## About this task
Give only a number in reply. It should be how many lines in the records contain the string "Result".

## Data
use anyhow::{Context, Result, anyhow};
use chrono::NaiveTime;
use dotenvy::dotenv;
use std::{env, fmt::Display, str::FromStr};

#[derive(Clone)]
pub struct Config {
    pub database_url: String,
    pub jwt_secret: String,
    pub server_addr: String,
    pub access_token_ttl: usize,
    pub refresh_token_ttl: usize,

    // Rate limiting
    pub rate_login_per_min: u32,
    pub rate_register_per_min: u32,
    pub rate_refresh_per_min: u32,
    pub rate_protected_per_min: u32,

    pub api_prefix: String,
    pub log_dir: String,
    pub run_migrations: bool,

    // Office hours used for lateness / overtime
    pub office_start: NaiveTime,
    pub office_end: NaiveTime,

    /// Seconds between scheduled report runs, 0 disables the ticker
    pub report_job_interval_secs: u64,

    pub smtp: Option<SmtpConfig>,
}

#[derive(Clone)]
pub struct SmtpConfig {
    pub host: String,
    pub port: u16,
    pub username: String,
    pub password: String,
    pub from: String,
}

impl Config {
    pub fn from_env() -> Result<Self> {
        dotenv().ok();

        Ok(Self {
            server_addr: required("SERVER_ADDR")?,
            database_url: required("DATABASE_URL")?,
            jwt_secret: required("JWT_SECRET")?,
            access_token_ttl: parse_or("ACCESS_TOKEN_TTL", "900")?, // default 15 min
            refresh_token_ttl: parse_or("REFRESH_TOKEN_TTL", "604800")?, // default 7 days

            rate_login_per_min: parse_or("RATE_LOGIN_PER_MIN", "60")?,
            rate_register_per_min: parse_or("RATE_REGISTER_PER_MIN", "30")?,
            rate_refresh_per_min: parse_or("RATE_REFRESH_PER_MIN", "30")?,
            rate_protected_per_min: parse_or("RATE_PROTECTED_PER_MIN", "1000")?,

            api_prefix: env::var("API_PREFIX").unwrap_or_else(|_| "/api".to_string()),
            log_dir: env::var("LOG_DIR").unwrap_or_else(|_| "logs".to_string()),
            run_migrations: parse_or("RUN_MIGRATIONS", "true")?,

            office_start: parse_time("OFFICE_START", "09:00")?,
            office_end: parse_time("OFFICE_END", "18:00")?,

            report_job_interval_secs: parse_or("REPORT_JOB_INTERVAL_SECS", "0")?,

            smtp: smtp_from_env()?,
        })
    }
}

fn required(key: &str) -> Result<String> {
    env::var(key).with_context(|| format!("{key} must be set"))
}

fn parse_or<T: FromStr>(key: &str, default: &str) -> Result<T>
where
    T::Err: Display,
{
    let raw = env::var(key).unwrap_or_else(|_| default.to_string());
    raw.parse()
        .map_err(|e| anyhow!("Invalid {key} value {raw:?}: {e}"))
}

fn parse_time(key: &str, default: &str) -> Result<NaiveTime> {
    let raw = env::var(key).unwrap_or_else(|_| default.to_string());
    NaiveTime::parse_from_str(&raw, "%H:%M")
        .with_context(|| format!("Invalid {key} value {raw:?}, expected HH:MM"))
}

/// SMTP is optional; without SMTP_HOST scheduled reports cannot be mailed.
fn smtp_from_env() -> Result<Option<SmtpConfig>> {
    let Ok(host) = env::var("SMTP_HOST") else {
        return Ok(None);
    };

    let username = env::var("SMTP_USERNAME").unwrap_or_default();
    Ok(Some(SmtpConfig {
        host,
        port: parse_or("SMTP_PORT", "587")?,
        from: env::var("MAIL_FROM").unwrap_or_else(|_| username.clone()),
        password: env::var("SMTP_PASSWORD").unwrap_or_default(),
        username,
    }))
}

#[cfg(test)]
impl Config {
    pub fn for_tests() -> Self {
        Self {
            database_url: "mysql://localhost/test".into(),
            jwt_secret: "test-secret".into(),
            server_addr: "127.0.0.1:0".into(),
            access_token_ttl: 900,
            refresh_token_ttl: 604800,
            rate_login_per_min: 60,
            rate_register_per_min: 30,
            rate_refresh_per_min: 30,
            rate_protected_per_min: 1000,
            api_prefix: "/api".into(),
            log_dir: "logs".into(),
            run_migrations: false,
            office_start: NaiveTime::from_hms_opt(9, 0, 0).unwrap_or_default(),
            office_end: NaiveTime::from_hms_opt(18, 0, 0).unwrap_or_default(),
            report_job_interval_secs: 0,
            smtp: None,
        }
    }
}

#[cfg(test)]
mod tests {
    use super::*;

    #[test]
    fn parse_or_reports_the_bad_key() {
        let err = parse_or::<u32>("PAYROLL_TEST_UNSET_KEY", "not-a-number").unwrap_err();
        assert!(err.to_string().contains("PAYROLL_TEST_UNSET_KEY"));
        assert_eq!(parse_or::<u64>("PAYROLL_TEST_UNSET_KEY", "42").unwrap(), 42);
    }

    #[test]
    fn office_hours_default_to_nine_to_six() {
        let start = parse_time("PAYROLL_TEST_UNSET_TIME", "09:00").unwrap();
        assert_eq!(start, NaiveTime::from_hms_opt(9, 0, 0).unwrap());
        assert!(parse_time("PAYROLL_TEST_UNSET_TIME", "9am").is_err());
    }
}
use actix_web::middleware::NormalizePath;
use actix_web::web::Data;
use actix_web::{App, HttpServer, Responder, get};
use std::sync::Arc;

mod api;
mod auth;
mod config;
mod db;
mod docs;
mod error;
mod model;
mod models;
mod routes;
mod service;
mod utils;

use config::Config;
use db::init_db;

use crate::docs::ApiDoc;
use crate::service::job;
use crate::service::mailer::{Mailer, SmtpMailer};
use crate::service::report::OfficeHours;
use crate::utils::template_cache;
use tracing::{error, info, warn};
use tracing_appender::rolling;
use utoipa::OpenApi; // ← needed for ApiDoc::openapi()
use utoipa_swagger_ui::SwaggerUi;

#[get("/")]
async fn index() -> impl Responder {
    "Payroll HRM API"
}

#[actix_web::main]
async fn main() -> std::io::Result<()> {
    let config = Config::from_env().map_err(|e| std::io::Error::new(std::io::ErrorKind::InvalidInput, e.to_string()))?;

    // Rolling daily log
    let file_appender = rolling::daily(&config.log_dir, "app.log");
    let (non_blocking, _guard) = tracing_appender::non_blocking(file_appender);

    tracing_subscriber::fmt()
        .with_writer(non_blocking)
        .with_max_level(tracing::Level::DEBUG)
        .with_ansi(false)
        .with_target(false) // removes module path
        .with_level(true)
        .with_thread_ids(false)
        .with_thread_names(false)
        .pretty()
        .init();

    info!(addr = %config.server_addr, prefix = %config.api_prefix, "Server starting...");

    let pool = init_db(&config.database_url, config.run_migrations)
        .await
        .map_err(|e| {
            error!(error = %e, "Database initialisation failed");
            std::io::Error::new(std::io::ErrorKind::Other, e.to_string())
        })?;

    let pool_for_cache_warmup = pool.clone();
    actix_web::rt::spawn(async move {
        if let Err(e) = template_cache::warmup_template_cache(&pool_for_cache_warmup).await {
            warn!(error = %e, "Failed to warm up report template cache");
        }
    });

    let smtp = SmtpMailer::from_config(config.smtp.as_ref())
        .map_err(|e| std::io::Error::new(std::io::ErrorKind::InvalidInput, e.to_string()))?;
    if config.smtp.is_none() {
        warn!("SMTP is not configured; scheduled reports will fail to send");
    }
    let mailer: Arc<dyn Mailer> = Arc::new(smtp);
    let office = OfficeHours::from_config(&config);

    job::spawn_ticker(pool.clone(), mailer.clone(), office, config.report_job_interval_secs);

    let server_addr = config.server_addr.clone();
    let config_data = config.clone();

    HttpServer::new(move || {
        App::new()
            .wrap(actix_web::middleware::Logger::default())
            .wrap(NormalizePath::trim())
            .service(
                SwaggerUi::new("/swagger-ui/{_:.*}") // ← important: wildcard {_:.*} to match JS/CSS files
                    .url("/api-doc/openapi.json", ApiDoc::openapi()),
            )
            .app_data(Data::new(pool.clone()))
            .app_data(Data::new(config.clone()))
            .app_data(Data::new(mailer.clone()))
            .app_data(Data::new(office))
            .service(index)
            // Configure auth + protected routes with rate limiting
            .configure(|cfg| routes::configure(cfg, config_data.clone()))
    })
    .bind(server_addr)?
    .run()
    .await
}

## Solution
7